Solar Energy for Long Term Financial Stability

In a fitting arrangement, the U.S. Social Security Administration (SSA), whose major purpose is to provide long term financial support for retirees, is taking advantage of solar energy which also provides it’s own form of long term stability.

The SSA is contracting with ComEd to complete downtown Chicago’s largest solar energy installation and one of the largest in the Midwest. By August, new solar panels serving the SSA building at 600 W. Madison will produce up to 82 kW of electricity — enough energy to power 50 average homes. The project will also provide are more stable and secure long term price for the building’s energy needs — a idea the folks at the SSA know something about. “The Social Security Administration is proud to be a leader in the country’s movement toward renewable and green energy use,” said James F. Martin, Regional Commissioner for the SSA. “This is in line with President Bush’s commitment to have the Federal Government be a role model in leading the nation to energy efficient building design, construction and operation,” ComEd is providing its technical and environmental expertise to cover 7,920 square feet of the SSA building’s roof space with photovoltaic (PV) modules, comprised of Sanyo HIT cells. These PV modules convert 18.5 percent of the solar energy to electrical energy. ComEd also is using a specially designed PV tile system that offers roof shading and protection from ultraviolet rays, while providing thermal energy savings in winter. This initiative will produce significant environmental savings for the SSA and enhance air quality in Chicago contributing to resource conservation nationwide. Based on U.S. Environmental Protection Agency estimates, the system will displace more than four million pounds of the primary greenhouse gas CO(2) over its 30-year design life.
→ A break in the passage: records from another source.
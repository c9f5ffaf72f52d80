//! Dashboard aggregates computed with `$group` pipelines over active documents.

use std::collections::{BTreeMap, HashMap};

use chrono::{DateTime, Utc};
use futures::TryStreamExt;
use mongodb::bson::{doc, Bson, Document};
use mongodb::Collection;

use crate::dtos::analytics::{
    MaintenanceStats, MonthlyRevenue, OverviewResponse, PaymentStats, RevenueResponse,
    RiderStats, StatusCounts,
};
use crate::dtos::date_range_filter;
use crate::models::{
    AssignmentStatus, BikeStatus, MaintenanceStatus, PaymentStatus, RiderStatus, TicketStatus,
};
use crate::services::database::MongoDb;
use fleet_core::error::AppError;

/// Count and optional sum for one status bucket.
#[derive(Debug, Clone, Copy, Default, PartialEq)]
struct Bucket {
    count: u64,
    sum: f64,
}

/// Numeric BSON values come back as Int32, Int64 or Double depending on input.
fn number(doc: &Document, key: &str) -> f64 {
    match doc.get(key) {
        Some(Bson::Int32(v)) => f64::from(*v),
        Some(Bson::Int64(v)) => *v as f64,
        Some(Bson::Double(v)) => *v,
        _ => 0.0,
    }
}

async fn group_by_status<T: Send + Sync>(
    collection: &Collection<T>,
    sum_field: Option<&str>,
) -> Result<HashMap<String, Bucket>, AppError> {
    let sum = match sum_field {
        Some(field) => Bson::String(format!("${}", field)),
        None => Bson::Int32(0),
    };
    let pipeline = vec![
        doc! { "$match": { "is_active": true } },
        doc! { "$group": {
            "_id": "$status",
            "count": { "$sum": 1 },
            "sum": { "$sum": sum },
        } },
    ];

    let rows: Vec<Document> = collection.aggregate(pipeline, None).await?.try_collect().await?;

    Ok(rows
        .iter()
        .filter_map(|row| {
            let status = row.get_str("_id").ok()?.to_string();
            Some((
                status,
                Bucket {
                    count: number(row, "count") as u64,
                    sum: number(row, "sum"),
                },
            ))
        })
        .collect())
}

/// Every known status appears, zero-filled, so dashboards get a stable shape.
fn status_counts(buckets: &HashMap<String, Bucket>, statuses: &[&'static str]) -> StatusCounts {
    let by_status: BTreeMap<String, u64> = statuses
        .iter()
        .map(|s| (s.to_string(), buckets.get(*s).map_or(0, |b| b.count)))
        .collect();
    StatusCounts {
        total: buckets.values().map(|b| b.count).sum(),
        by_status,
    }
}

fn names<E: Copy>(all: &[E], as_str: fn(&E) -> &'static str) -> Vec<&'static str> {
    all.iter().map(as_str).collect()
}

fn bucket_sum(buckets: &HashMap<String, Bucket>, status: &str) -> f64 {
    buckets.get(status).map_or(0.0, |b| b.sum)
}

pub async fn overview(db: &MongoDb) -> Result<OverviewResponse, AppError> {
    let riders = group_by_status(&db.riders(), None).await?;
    let bikes = group_by_status(&db.bikes(), None).await?;
    let assignments = group_by_status(&db.assignments(), None).await?;
    let payments = group_by_status(&db.payments(), Some("amount")).await?;
    let maintenance = group_by_status(&db.maintenance(), Some("total_cost")).await?;
    let tickets = group_by_status(&db.tickets(), None).await?;

    let rider_counts = status_counts(&riders, &names(RiderStatus::ALL, RiderStatus::as_str));

    Ok(OverviewResponse {
        riders: RiderStats {
            total: rider_counts.total,
            active: rider_counts
                .by_status
                .get(RiderStatus::Active.as_str())
                .copied()
                .unwrap_or(0),
        },
        bikes: status_counts(&bikes, &names(BikeStatus::ALL, BikeStatus::as_str)),
        assignments: status_counts(
            &assignments,
            &names(AssignmentStatus::ALL, AssignmentStatus::as_str),
        ),
        payments: PaymentStats {
            collected: bucket_sum(&payments, PaymentStatus::Paid.as_str()),
            pending: bucket_sum(&payments, PaymentStatus::Pending.as_str()),
            overdue: bucket_sum(&payments, PaymentStatus::Overdue.as_str()),
            count: status_counts(&payments, &names(PaymentStatus::ALL, PaymentStatus::as_str)),
        },
        maintenance: MaintenanceStats {
            count: status_counts(
                &maintenance,
                &names(MaintenanceStatus::ALL, MaintenanceStatus::as_str),
            ),
            total_cost: maintenance.values().map(|b| b.sum).sum(),
        },
        tickets: status_counts(&tickets, &names(TicketStatus::ALL, TicketStatus::as_str)),
        generated_at: Utc::now().to_rfc3339(),
    })
}

/// Paid amounts grouped by calendar month of `paid_date`, oldest month first.
pub async fn revenue_by_month(
    db: &MongoDb,
    from: Option<DateTime<Utc>>,
    to: Option<DateTime<Utc>>,
) -> Result<RevenueResponse, AppError> {
    let mut matcher = doc! {
        "is_active": true,
        "status": PaymentStatus::Paid,
        "paid_date": { "$ne": Bson::Null },
    };
    if let Some(range) = date_range_filter("paid_date", from, to)? {
        matcher.extend(range);
    }

    let pipeline = vec![
        doc! { "$match": matcher },
        doc! { "$group": {
            "_id": { "$dateToString": { "format": "%Y-%m", "date": "$paid_date" } },
            "amount": { "$sum": "$amount" },
            "payments": { "$sum": 1 },
        } },
        doc! { "$sort": { "_id": 1 } },
    ];

    let rows: Vec<Document> = db
        .payments()
        .aggregate(pipeline, None)
        .await?
        .try_collect()
        .await?;

    let months: Vec<MonthlyRevenue> = rows
        .iter()
        .filter_map(|row| {
            Some(MonthlyRevenue {
                month: row.get_str("_id").ok()?.to_string(),
                amount: number(row, "amount"),
                payments: number(row, "payments") as u64,
            })
        })
        .collect();
    let total = months.iter().map(|m| m.amount).sum();

    Ok(RevenueResponse { months, total })
}

#[cfg(test)]
mod tests {
    use super::*;

    #[test]
    fn status_counts_zero_fill_missing_statuses() {
        let mut buckets = HashMap::new();
        buckets.insert(
            "available".to_string(),
            Bucket {
                count: 4,
                sum: 0.0,
            },
        );
        buckets.insert(
            "assigned".to_string(),
            Bucket {
                count: 2,
                sum: 0.0,
            },
        );

        let counts = status_counts(&buckets, &names(BikeStatus::ALL, BikeStatus::as_str));
        assert_eq!(counts.total, 6);
        assert_eq!(counts.by_status["available"], 4);
        assert_eq!(counts.by_status["maintenance"], 0);
        assert_eq!(counts.by_status["retired"], 0);
    }

    #[test]
    fn numbers_read_from_any_numeric_bson() {
        let row = doc! { "a": 3_i32, "b": 4_i64, "c": 2.5, "d": "x" };
        assert_eq!(number(&row, "a"), 3.0);
        assert_eq!(number(&row, "b"), 4.0);
        assert_eq!(number(&row, "c"), 2.5);
        assert_eq!(number(&row, "d"), 0.0);
        assert_eq!(number(&row, "missing"), 0.0);
    }
}
use crate::models::{EmergencyContact, IdDocument, Rider, RiderStatus};
use fleet_core::pagination::{search_filter, SortableFields};
use mongodb::bson::Document;
use serde::{Deserialize, Serialize};
use validator::Validate;

pub const SORTABLE: SortableFields = &[
    ("createdAt", "created_at"),
    ("updatedAt", "updated_at"),
    ("name", "name"),
    ("status", "status"),
];

#[derive(Debug, Deserialize, Validate)]
#[serde(rename_all = "camelCase")]
pub struct CreateRiderRequest {
    #[validate(length(min = 1, max = 100, message = "Name is required"))]
    pub name: String,
    #[validate(length(min = 10, max = 15, message = "Phone must be 10 to 15 characters"))]
    pub phone: String,
    #[validate(email(message = "Invalid email format"))]
    pub email: Option<String>,
    pub address: Option<String>,
    pub id_document: Option<IdDocument>,
    pub emergency_contact: Option<EmergencyContact>,
    pub status: Option<RiderStatus>,
}

#[derive(Debug, Deserialize, Validate)]
#[serde(rename_all = "camelCase")]
pub struct UpdateRiderRequest {
    #[validate(length(min = 1, max = 100, message = "Name cannot be empty"))]
    pub name: Option<String>,
    #[validate(length(min = 10, max = 15, message = "Phone must be 10 to 15 characters"))]
    pub phone: Option<String>,
    #[validate(email(message = "Invalid email format"))]
    pub email: Option<String>,
    pub address: Option<String>,
    pub id_document: Option<IdDocument>,
    pub emergency_contact: Option<EmergencyContact>,
    pub status: Option<RiderStatus>,
}

#[derive(Debug, Default, Deserialize)]
#[serde(rename_all = "camelCase")]
pub struct RiderFilters {
    pub status: Option<RiderStatus>,
    pub search: Option<String>,
    #[serde(default)]
    pub include_inactive: bool,
}

impl RiderFilters {
    pub fn to_document(&self) -> Document {
        let mut filter = super::active_filter(self.include_inactive);
        if let Some(status) = self.status {
            filter.insert("status", status);
        }
        if let Some(search) = self
            .search
            .as_deref()
            .and_then(|term| search_filter(term, &["name", "phone", "email"]))
        {
            filter.extend(search);
        }
        filter
    }
}

#[derive(Debug, Serialize, Deserialize)]
#[serde(rename_all = "camelCase")]
pub struct RiderResponse {
    pub id: String,
    pub name: String,
    pub phone: String,
    pub email: Option<String>,
    pub address: Option<String>,
    pub id_document: Option<IdDocument>,
    pub emergency_contact: Option<EmergencyContact>,
    pub status: RiderStatus,
    pub is_active: bool,
    pub created_at: String,
    pub updated_at: String,
}

impl From<Rider> for RiderResponse {
    fn from(rider: Rider) -> Self {
        Self {
            id: rider.id,
            name: rider.name,
            phone: rider.phone,
            email: rider.email,
            address: rider.address,
            id_document: rider.id_document,
            emergency_contact: rider.emergency_contact,
            status: rider.status,
            is_active: rider.is_active,
            created_at: rider.created_at.to_rfc3339(),
            updated_at: rider.updated_at.to_rfc3339(),
        }
    }
}

#[cfg(test)]
mod tests {
    use super::*;
    use mongodb::bson::doc;

    #[test]
    fn filters_combine_status_and_search() {
        let filters = RiderFilters {
            status: Some(RiderStatus::Active),
            search: Some("ravi".to_string()),
            include_inactive: false,
        };
        let doc = filters.to_document();
        assert!(doc.get_bool("is_active").unwrap());
        assert_eq!(doc.get_str("status").unwrap(), "active");
        assert_eq!(doc.get_array("$or").unwrap().len(), 3);
    }

    #[test]
    fn include_inactive_drops_the_soft_delete_filter() {
        let filters = RiderFilters {
            include_inactive: true,
            ..Default::default()
        };
        assert_eq!(filters.to_document(), doc! {});
    }

    #[test]
    fn short_phone_fails_validation() {
        let req: CreateRiderRequest =
            serde_json::from_str(r#"{ "name": "Asha", "phone": "12345" }"#).unwrap();
        assert!(req.validate().is_err());
    }
}
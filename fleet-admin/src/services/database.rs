use crate::models::{Assignment, Bike, Maintenance, Payment, Rider, Ticket};
use fleet_core::error::AppError;
use mongodb::{
    bson::{doc, Document},
    error::{ErrorKind, WriteFailure},
    options::IndexOptions,
    Client as MongoClient, Collection, Database, IndexModel,
};

const DUPLICATE_KEY: i32 = 11000;

#[derive(Clone)]
pub struct MongoDb {
    client: MongoClient,
    db: Database,
}

impl MongoDb {
    pub async fn connect(uri: &str, database: &str) -> Result<Self, AppError> {
        tracing::info!(database = %database, "Connecting to MongoDB");
        let client = MongoClient::with_uri_str(uri).await.map_err(|e| {
            tracing::error!("Failed to connect to MongoDB: {}", e);
            AppError::from(e)
        })?;
        let db = client.database(database);
        tracing::info!(database = %database, "Successfully connected to MongoDB database");
        Ok(Self { client, db })
    }

    pub async fn initialize_indexes(&self) -> Result<(), AppError> {
        tracing::info!("Creating MongoDB indexes for fleet-admin");

        let open_only = doc! { "is_open": true };

        create_index(
            &self.riders(),
            doc! { "phone": 1 },
            "rider_phone_unique",
            unique(None),
        )
        .await?;
        create_index(
            &self.riders(),
            doc! { "is_active": 1, "status": 1 },
            "rider_status",
            plain(),
        )
        .await?;

        create_index(
            &self.bikes(),
            doc! { "bike_number": 1 },
            "bike_number_unique",
            unique(None),
        )
        .await?;
        create_index(
            &self.bikes(),
            doc! { "registration_number": 1 },
            "bike_registration_unique",
            unique(None),
        )
        .await?;
        create_index(
            &self.bikes(),
            doc! { "is_active": 1, "status": 1 },
            "bike_status",
            plain(),
        )
        .await?;

        // At most one open assignment per rider and per bike.
        create_index(
            &self.assignments(),
            doc! { "rider_id": 1 },
            "assignment_open_rider",
            unique(Some(open_only.clone())),
        )
        .await?;
        create_index(
            &self.assignments(),
            doc! { "bike_id": 1 },
            "assignment_open_bike",
            unique(Some(open_only)),
        )
        .await?;

        create_index(
            &self.payments(),
            doc! { "assignment_id": 1, "is_active": 1 },
            "payment_assignment",
            plain(),
        )
        .await?;
        create_index(
            &self.payments(),
            doc! { "status": 1, "due_date": 1 },
            "payment_due",
            plain(),
        )
        .await?;

        create_index(
            &self.maintenance(),
            doc! { "bike_id": 1, "status": 1 },
            "maintenance_bike_status",
            plain(),
        )
        .await?;

        create_index(
            &self.tickets(),
            doc! { "status": 1, "priority": 1 },
            "ticket_status_priority",
            plain(),
        )
        .await?;

        tracing::info!("MongoDB indexes ready");
        Ok(())
    }

    pub async fn health_check(&self) -> Result<(), AppError> {
        self.client
            .database("admin")
            .run_command(doc! { "ping": 1 }, None)
            .await
            .map_err(|e| {
                tracing::error!("MongoDB health check failed: {}", e);
                AppError::from(e)
            })?;
        Ok(())
    }

    pub fn riders(&self) -> Collection<Rider> {
        self.db.collection("riders")
    }

    pub fn bikes(&self) -> Collection<Bike> {
        self.db.collection("bikes")
    }

    pub fn assignments(&self) -> Collection<Assignment> {
        self.db.collection("assignments")
    }

    pub fn payments(&self) -> Collection<Payment> {
        self.db.collection("payments")
    }

    pub fn maintenance(&self) -> Collection<Maintenance> {
        self.db.collection("maintenance")
    }

    pub fn tickets(&self) -> Collection<Ticket> {
        self.db.collection("tickets")
    }

    /// Untyped view of a collection, for aggregation output.
    pub fn raw(&self, name: &str) -> Collection<Document> {
        self.db.collection(name)
    }

    pub fn client(&self) -> &MongoClient {
        &self.client
    }

    pub fn database(&self) -> &Database {
        &self.db
    }
}

fn plain() -> IndexOptions {
    IndexOptions::default()
}

fn unique(partial_filter: Option<Document>) -> IndexOptions {
    IndexOptions::builder()
        .unique(true)
        .partial_filter_expression(partial_filter)
        .build()
}

async fn create_index<T: Send + Sync>(
    collection: &Collection<T>,
    keys: Document,
    name: &str,
    mut options: IndexOptions,
) -> Result<(), AppError> {
    options.name = Some(name.to_string());
    let model = IndexModel::builder().keys(keys).options(options).build();
    collection.create_index(model, None).await.map_err(|e| {
        tracing::error!(
            "Failed to create index {} on {} collection: {}",
            name,
            collection.name(),
            e
        );
        AppError::from(e)
    })?;
    tracing::info!("Created index {}.{}", collection.name(), name);
    Ok(())
}

/// Whether a write failed on a unique index.
pub fn is_duplicate_key(err: &mongodb::error::Error) -> bool {
    match err.kind.as_ref() {
        ErrorKind::Write(WriteFailure::WriteError(we)) => we.code == DUPLICATE_KEY,
        ErrorKind::Command(ce) => ce.code == DUPLICATE_KEY,
        _ => false,
    }
}

/// Map a write error to `Conflict` when it hit a unique index.
pub fn conflict_on_duplicate(err: mongodb::error::Error, message: &str) -> AppError {
    if is_duplicate_key(&err) {
        AppError::Conflict(anyhow::anyhow!("{}", message))
    } else {
        AppError::from(err)
    }
}
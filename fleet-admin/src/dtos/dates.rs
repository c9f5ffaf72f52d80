//! Lenient date input: RFC 3339 timestamps or plain `YYYY-MM-DD` dates
//! (taken as midnight UTC), as sent by date pickers.

use chrono::{DateTime, NaiveDate, TimeZone, Utc};
use serde::{de::Error, Deserialize, Deserializer};

pub fn parse_date(value: &str) -> Option<DateTime<Utc>> {
    let value = value.trim();
    if let Ok(dt) = DateTime::parse_from_rfc3339(value) {
        return Some(dt.with_timezone(&Utc));
    }
    NaiveDate::parse_from_str(value, "%Y-%m-%d")
        .ok()
        .and_then(|date| date.and_hms_opt(0, 0, 0))
        .map(|naive| Utc.from_utc_datetime(&naive))
}

fn invalid<E: Error>(value: &str) -> E {
    E::custom(format!(
        "invalid date '{}': expected RFC 3339 or YYYY-MM-DD",
        value
    ))
}

pub mod date {
    use super::*;

    pub fn deserialize<'de, D>(deserializer: D) -> Result<DateTime<Utc>, D::Error>
    where
        D: Deserializer<'de>,
    {
        let raw = String::deserialize(deserializer)?;
        parse_date(&raw).ok_or_else(|| invalid(&raw))
    }
}

pub mod opt_date {
    use super::*;

    pub fn deserialize<'de, D>(deserializer: D) -> Result<Option<DateTime<Utc>>, D::Error>
    where
        D: Deserializer<'de>,
    {
        match Option::<String>::deserialize(deserializer)? {
            Some(raw) if raw.trim().is_empty() => Ok(None),
            Some(raw) => parse_date(&raw).map(Some).ok_or_else(|| invalid(&raw)),
            None => Ok(None),
        }
    }
}

#[cfg(test)]
mod tests {
    use super::*;

    #[derive(Deserialize)]
    struct Sample {
        #[serde(default, deserialize_with = "opt_date::deserialize")]
        at: Option<DateTime<Utc>>,
    }

    #[test]
    fn accepts_rfc3339_and_plain_dates() {
        let full = parse_date("2024-03-01T10:30:00+05:30").unwrap();
        assert_eq!(full, Utc.with_ymd_and_hms(2024, 3, 1, 5, 0, 0).unwrap());

        let plain = parse_date("2024-03-01").unwrap();
        assert_eq!(plain, Utc.with_ymd_and_hms(2024, 3, 1, 0, 0, 0).unwrap());

        assert!(parse_date("03/01/2024").is_none());
    }

    #[test]
    fn optional_dates_may_be_missing_or_blank() {
        let sample: Sample = serde_json::from_str("{}").unwrap();
        assert!(sample.at.is_none());
        let sample: Sample = serde_json::from_str(r#"{"at": ""}"#).unwrap();
        assert!(sample.at.is_none());
        assert!(serde_json::from_str::<Sample>(r#"{"at": "soon"}"#).is_err());
    }
}
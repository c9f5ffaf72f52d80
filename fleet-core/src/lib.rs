//! fleet-core: Shared infrastructure for the fleet admin services.
pub mod config;
pub mod error;
pub mod middleware;
pub mod observability;
pub mod pagination;
pub mod validation;

pub use axum;
pub use mongodb;
pub use serde;
pub use serde_json;
pub use tokio;
pub use tower;
pub use tower_http;
pub use tracing;
pub use validator;
use axum::{
    extract::{Path, State},
    http::StatusCode,
    response::IntoResponse,
    Json,
};
use chrono::Utc;
use fleet_core::error::AppError;
use fleet_core::pagination::PageParams;
use fleet_core::validation::{QueryParams, ValidatedJson};
use mongodb::bson::doc;
use serde_json::json;

use super::{fetch_page, find_active, find_by_id, return_updated, Changes};
use crate::dtos::riders::{
    CreateRiderRequest, RiderFilters, RiderResponse, UpdateRiderRequest, SORTABLE,
};
use crate::models::{Rider, RiderStatus};
use crate::services::database::conflict_on_duplicate;
use crate::startup::AppState;

const ENTITY: &str = "Rider";

/// GET /riders
pub async fn list_riders(
    State(state): State<AppState>,
    QueryParams(page): QueryParams<PageParams>,
    QueryParams(filters): QueryParams<RiderFilters>,
) -> Result<impl IntoResponse, AppError> {
    let page = page.resolve(SORTABLE)?;
    let (riders, pagination) =
        fetch_page(&state.db.riders(), filters.to_document(), &page).await?;
    let riders: Vec<RiderResponse> = riders.into_iter().map(RiderResponse::from).collect();

    Ok(Json(json!({ "riders": riders, "pagination": pagination })))
}

/// GET /riders/:id
pub async fn get_rider(
    State(state): State<AppState>,
    Path(id): Path<String>,
) -> Result<impl IntoResponse, AppError> {
    let rider = find_by_id(&state.db.riders(), ENTITY, &id).await?;
    Ok(Json(json!({ "rider": RiderResponse::from(rider) })))
}

/// POST /riders
pub async fn create_rider(
    State(state): State<AppState>,
    ValidatedJson(req): ValidatedJson<CreateRiderRequest>,
) -> Result<impl IntoResponse, AppError> {
    let mut rider = Rider::new(req.name, req.phone);
    rider.email = req.email;
    rider.address = req.address;
    rider.id_document = req.id_document;
    rider.emergency_contact = req.emergency_contact;
    if let Some(status) = req.status {
        rider.status = status;
    }

    state
        .db
        .riders()
        .insert_one(&rider, None)
        .await
        .map_err(|e| conflict_on_duplicate(e, "A rider with this phone number already exists"))?;

    tracing::info!(rider_id = %rider.id, "Rider created");

    Ok((
        StatusCode::CREATED,
        Json(json!({
            "message": "Rider created successfully",
            "rider": RiderResponse::from(rider),
        })),
    ))
}

/// PUT /riders/:id
pub async fn update_rider(
    State(state): State<AppState>,
    Path(id): Path<String>,
    ValidatedJson(req): ValidatedJson<UpdateRiderRequest>,
) -> Result<impl IntoResponse, AppError> {
    let update = Changes::new(Utc::now())
        .value("name", req.name)
        .value("phone", req.phone)
        .value("email", req.email)
        .value("address", req.address)
        .value("status", req.status)
        .nested("id_document", req.id_document.as_ref())?
        .nested("emergency_contact", req.emergency_contact.as_ref())?
        .into_update();

    let rider = state
        .db
        .riders()
        .find_one_and_update(doc! { "_id": &id, "is_active": true }, update, return_updated())
        .await
        .map_err(|e| conflict_on_duplicate(e, "A rider with this phone number already exists"))?
        .ok_or_else(|| AppError::not_found(ENTITY, &id))?;

    tracing::info!(rider_id = %rider.id, "Rider updated");

    Ok(Json(json!({
        "message": "Rider updated successfully",
        "rider": RiderResponse::from(rider),
    })))
}

/// DELETE /riders/:id
///
/// Soft delete. Refused while the rider still holds an open assignment.
pub async fn delete_rider(
    State(state): State<AppState>,
    Path(id): Path<String>,
) -> Result<impl IntoResponse, AppError> {
    find_active(&state.db.riders(), ENTITY, &id).await?;

    let open = state
        .db
        .assignments()
        .count_documents(doc! { "rider_id": &id, "is_open": true }, None)
        .await?;
    if open > 0 {
        return Err(AppError::Conflict(anyhow::anyhow!(
            "Rider {} has an open assignment; complete or cancel it first",
            id
        )));
    }

    let update = Changes::new(Utc::now())
        .value("is_active", Some(false))
        .value("status", Some(RiderStatus::Inactive))
        .into_update();

    let rider = state
        .db
        .riders()
        .find_one_and_update(doc! { "_id": &id, "is_active": true }, update, return_updated())
        .await?
        .ok_or_else(|| AppError::not_found(ENTITY, &id))?;

    tracing::info!(rider_id = %rider.id, "Rider deactivated");

    Ok(Json(json!({
        "message": "Rider deleted successfully",
        "rider": RiderResponse::from(rider),
    })))
}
This is equivalent to the CO(2) absorbed by 20 acres of trees. The system also will save the equivalent of almost 6,000 barrels of oil. For many years, ComEd has partnered with government, civic, and educational institutions to help install nearly two MW of solar power in Chicago, best among all cities outside the Sun Belt. As part of the ongoing partnership with the City of Chicago, Chicago Public Schools (CPS) facilities are being developed to meet Leadership in Energy and Environmental Design (LEED) requirements for green certification. ComEd is currently commissioning four new CPS schools to achieve LEED certification, and is also helping CPS reduce energy by installing new building energy management systems.